The National Health Policy 2017 also identified AMR as a problem and called for effective action to address it. The NAP-AMR outlining the priorities and implementation strategies for curbing AMR in India was submitted at the 70th World Health Assembly (WHA) in Geneva in May 2017. AMR is also prioritized under the Global Health Security Agenda (GHSA), and India is one of the contributing countries.

A recently published study in The Lancet, examined 471 million individual patient records, reviewed medical literature, hospital and surveillance systems and used predictive statistical modelling to produce estimates of the AMR burden for all locations, even places with little data. Researchers found that there were an estimated 4.95 million deaths associated with bacterial AMR in 2019 alone, including 1.27 million deaths attributable to bacterial AMR.

Under this background, the NMC's action is crucial as AMR is a major public health concern in India too. The emergence of resistance is not only limited to the older and more frequently used classes of drugs but there has also been a rapid increase in resistance to the newer and more expensive drugs, like carbapenems. Available data indicates to rising rates of AMR, across multiple pathogens of clinical importance, at the national scale. In 2008, about 29 per cent of isolates of Staphylococcus aureus were methicillin resistant, and by 2014, this had risen to 47 per cent.

In contrast, in countries which have established effective antibiotic stewardship and/or infection prevention and control programs, the proportion of methicillin resistant staphylococcus aureus (MRSA) isolates have been decreasing. That stresses on the importance of initiating AMR containment measures to address this grave issue. It is under this backdrop, the Union Health Ministry, way back in 2016, notified three governance mechanisms to address this challenge. These include the Inter-sectoral Coordination Committee, Technical Advisory Group and Core Working Group on AMR for technical coordination and oversight.

The Core Working Group has been activated and has drafted the National Action Plan on Antimicrobial Resistance (NAP-AMR). The NAP outlined certain strategic intervention activities which need to be carried out by the NMC, which is an Indian regulatory body of 33 members which regulates medical education and medical professionals in the country. This include reviewing and revising curricula of professionals in human and animal health as well as reviewing and developing curriculum and resources for in-service training of different professionals and allied services.

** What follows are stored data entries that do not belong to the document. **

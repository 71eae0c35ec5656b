//! Runtime configuration loaded from environment variables.
//!
//! All variables share the `PLANBOARD_` prefix and every one of them
//! has a development default, so a bare `planboard` invocation starts a
//! working server against a local SQLite file.

use std::env;

/// Environment variable reader with prefix support
#[derive(Debug, Clone, Default)]
pub struct Env {
	/// Optional prefix for environment variables (e.g., "PLANBOARD_")
	pub prefix: Option<String>,
}

impl Env {
	pub fn new() -> Self {
		Self { prefix: None }
	}

	/// Set a prefix for all environment variable lookups
	pub fn with_prefix(mut self, prefix: impl Into<String>) -> Self {
		self.prefix = Some(prefix.into());
		self
	}

	fn get_key_name(&self, key: &str) -> String {
		match &self.prefix {
			Some(prefix) => format!("{}{}", prefix, key),
			None => key.to_string(),
		}
	}

	/// Read a string value from environment
	pub fn str(&self, key: &str) -> Result<String, EnvError> {
		self.str_with_default(key, None)
	}

	/// Read a string value with a default
	pub fn str_with_default(&self, key: &str, default: Option<&str>) -> Result<String, EnvError> {
		let full_key = self.get_key_name(key);
		validate_env_var_name(&full_key)?;

		match env::var(&full_key) {
			Ok(val) => Ok(val),
			Err(_) => match default {
				Some(d) => Ok(d.to_string()),
				None => Err(EnvError::MissingVariable(full_key)),
			},
		}
	}

	/// Read an integer value from environment
	pub fn int(&self, key: &str) -> Result<i64, EnvError> {
		self.int_with_default(key, None)
	}

	/// Read an integer value with a default
	pub fn int_with_default(&self, key: &str, default: Option<i64>) -> Result<i64, EnvError> {
		let full_key = self.get_key_name(key);
		validate_env_var_name(&full_key)?;

		match env::var(&full_key) {
			Ok(val) => val.parse::<i64>().map_err(|e| EnvError::ParseError {
				key: full_key,
				value_len: val.len(),
				error: e.to_string(),
			}),
			Err(_) => match default {
				Some(d) => Ok(d),
				None => Err(EnvError::MissingVariable(full_key)),
			},
		}
	}
}

/// Validates an environment variable name.
///
/// Rejects names that are empty, contain control characters, or contain
/// the `=` character (which is used as the key-value separator).
pub fn validate_env_var_name(name: &str) -> Result<(), EnvError> {
	if name.is_empty() {
		return Err(EnvError::InvalidVariableName {
			name: name.to_string(),
			reason: "environment variable name must not be empty".to_string(),
		});
	}

	if let Some(pos) = name.find(|c: char| c.is_control()) {
		return Err(EnvError::InvalidVariableName {
			name: name.to_string(),
			reason: format!(
				"environment variable name contains control character at position {}",
				pos
			),
		});
	}

	if name.contains('=') {
		return Err(EnvError::InvalidVariableName {
			name: name.to_string(),
			reason: "environment variable name must not contain '='".to_string(),
		});
	}

	Ok(())
}

/// Environment variable errors
#[derive(Debug, thiserror::Error)]
pub enum EnvError {
	#[error("Missing environment variable: {0}")]
	MissingVariable(String),

	#[error("Failed to parse environment variable '{key}' (value length: {value_len}): {error}")]
	ParseError {
		key: String,
		/// Length of the original value (stored instead of the raw value to prevent secret leakage)
		value_len: usize,
		error: String,
	},

	#[error("Invalid environment variable name '{name}': {reason}")]
	InvalidVariableName { name: String, reason: String },
}

/// The default signing secret, only acceptable for local development.
pub const DEV_SECRET_KEY: &str = "insecure-dev-secret-change-me";

/// Application settings
#[derive(Debug, Clone)]
pub struct Settings {
	pub host: String,
	pub port: u16,
	pub database_url: String,
	pub secret_key: String,
	pub access_token_minutes: i64,
	pub refresh_token_minutes: i64,
	pub log_filter: String,
}

impl Settings {
	/// Loads settings from `PLANBOARD_`-prefixed environment variables.
	///
	/// # Errors
	///
	/// Returns an error if a variable is present but cannot be parsed.
	pub fn from_env() -> Result<Self, EnvError> {
		let env = Env::new().with_prefix("PLANBOARD_");

		let port = env.int_with_default("PORT", Some(8000))?;
		let port = u16::try_from(port).map_err(|_| EnvError::ParseError {
			key: "PLANBOARD_PORT".to_string(),
			value_len: port.to_string().len(),
			error: "port must fit in u16".to_string(),
		})?;

		Ok(Self {
			host: env.str_with_default("HOST", Some("127.0.0.1"))?,
			port,
			database_url: env
				.str_with_default("DATABASE_URL", Some("sqlite:planboard.db?mode=rwc"))?,
			secret_key: env.str_with_default("SECRET_KEY", Some(DEV_SECRET_KEY))?,
			access_token_minutes: env.int_with_default("ACCESS_TOKEN_MINUTES", Some(30))?,
			refresh_token_minutes: env.int_with_default("REFRESH_TOKEN_MINUTES", Some(1440))?,
			log_filter: env.str_with_default("LOG", Some("info"))?,
		})
	}

	/// The `host:port` string the server binds to.
	pub fn bind_addr(&self) -> String {
		format!("{}:{}", self.host, self.port)
	}
}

More recently, the Ministry had directed the NMC to implement the AMR containment activities in all the government and private medical colleges and associated hospitals in the country after making appropriate changes in the curriculum and regulations. The ministry finds that because of overuse and misuse of antimicrobials, AMR has occurred even to the newer antibiotics and it has now become a global threat for the effective prevention and treatment against all infectious diseases.

The Ministry's effort in this direction assumes significance in the light of the Covid-19 pandemic as the Ministry's circular itself says that many healthcare workers were also tested positive and succumbed to the coronavirus disease due to lack of adequate infection prevention and control practices. NMC deserves kudos for taking a well considered decision to combat the menace of AMR.